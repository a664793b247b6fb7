use std::panic::Location;
use std::result::Result as StdResult;

use error_location::ErrorLocation;
use thiserror::Error;

#[derive(Error, Debug)]
pub enum CoreError {
    #[error("Validation error: {message} {location}")]
    Validation {
        message: String,
        field: Option<String>,
        location: ErrorLocation,
    },

    #[error("Invalid attachment format: {message} {location}")]
    InvalidAttachment {
        message: String,
        location: ErrorLocation,
    },
}

impl CoreError {
    /// Validation failure tied to a named field
    #[track_caller]
    pub fn field<F: Into<String>, M: Into<String>>(field: F, message: M) -> Self {
        CoreError::Validation {
            message: message.into(),
            field: Some(field.into()),
            location: ErrorLocation::from(Location::caller()),
        }
    }

    #[track_caller]
    pub fn attachment<M: Into<String>>(message: M) -> Self {
        CoreError::InvalidAttachment {
            message: message.into(),
            location: ErrorLocation::from(Location::caller()),
        }
    }

    /// Message without the capture location, suitable for clients
    pub fn message(&self) -> &str {
        match self {
            CoreError::Validation { message, .. } => message,
            CoreError::InvalidAttachment { message, .. } => message,
        }
    }
}

pub type Result<T> = StdResult<T, CoreError>;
============================================================
Reproduce all of the records exactly.

** The answer **
repository a664793b247b6fb7
use std::panic::Location;
use std::result::Result as StdResult;

use error_location::ErrorLocation;
use thiserror::Error;

#[derive(Error, Debug)]
pub enum CoreError {
    #[error("Validation error: {message} {location}")]
    Validation {
        message: String,
        field: Option<String>,
        location: ErrorLocation,
    },

    #[error("Invalid attachment format: {message} {location}")]
    InvalidAttachment {
        message: String,
        location: ErrorLocation,
    },
}

impl CoreError {
    /// Validation failure tied to a named field
    #[track_caller]
    pub fn field<F: Into<String>, M: Into<String>>(field: F, message: M) -> Self {
        CoreError::Validation {
            message: message.into(),
            field: Some(field.into()),
            location: ErrorLocation::from(Location::caller()),
        }
    }

    #[track_caller]
    pub fn attachment<M: Into<String>>(message: M) -> Self {
        CoreError::InvalidAttachment {
            message: message.into(),
            location: ErrorLocation::from(Location::caller()),
        }
    }

    /// Message without the capture location, suitable for clients
    pub fn message(&self) -> &str {
        match self {
            CoreError::Validation { message, .. } => message,
            CoreError::InvalidAttachment { message, .. } => message,
        }
    }
}

pub type Result<T> = StdResult<T, CoreError>;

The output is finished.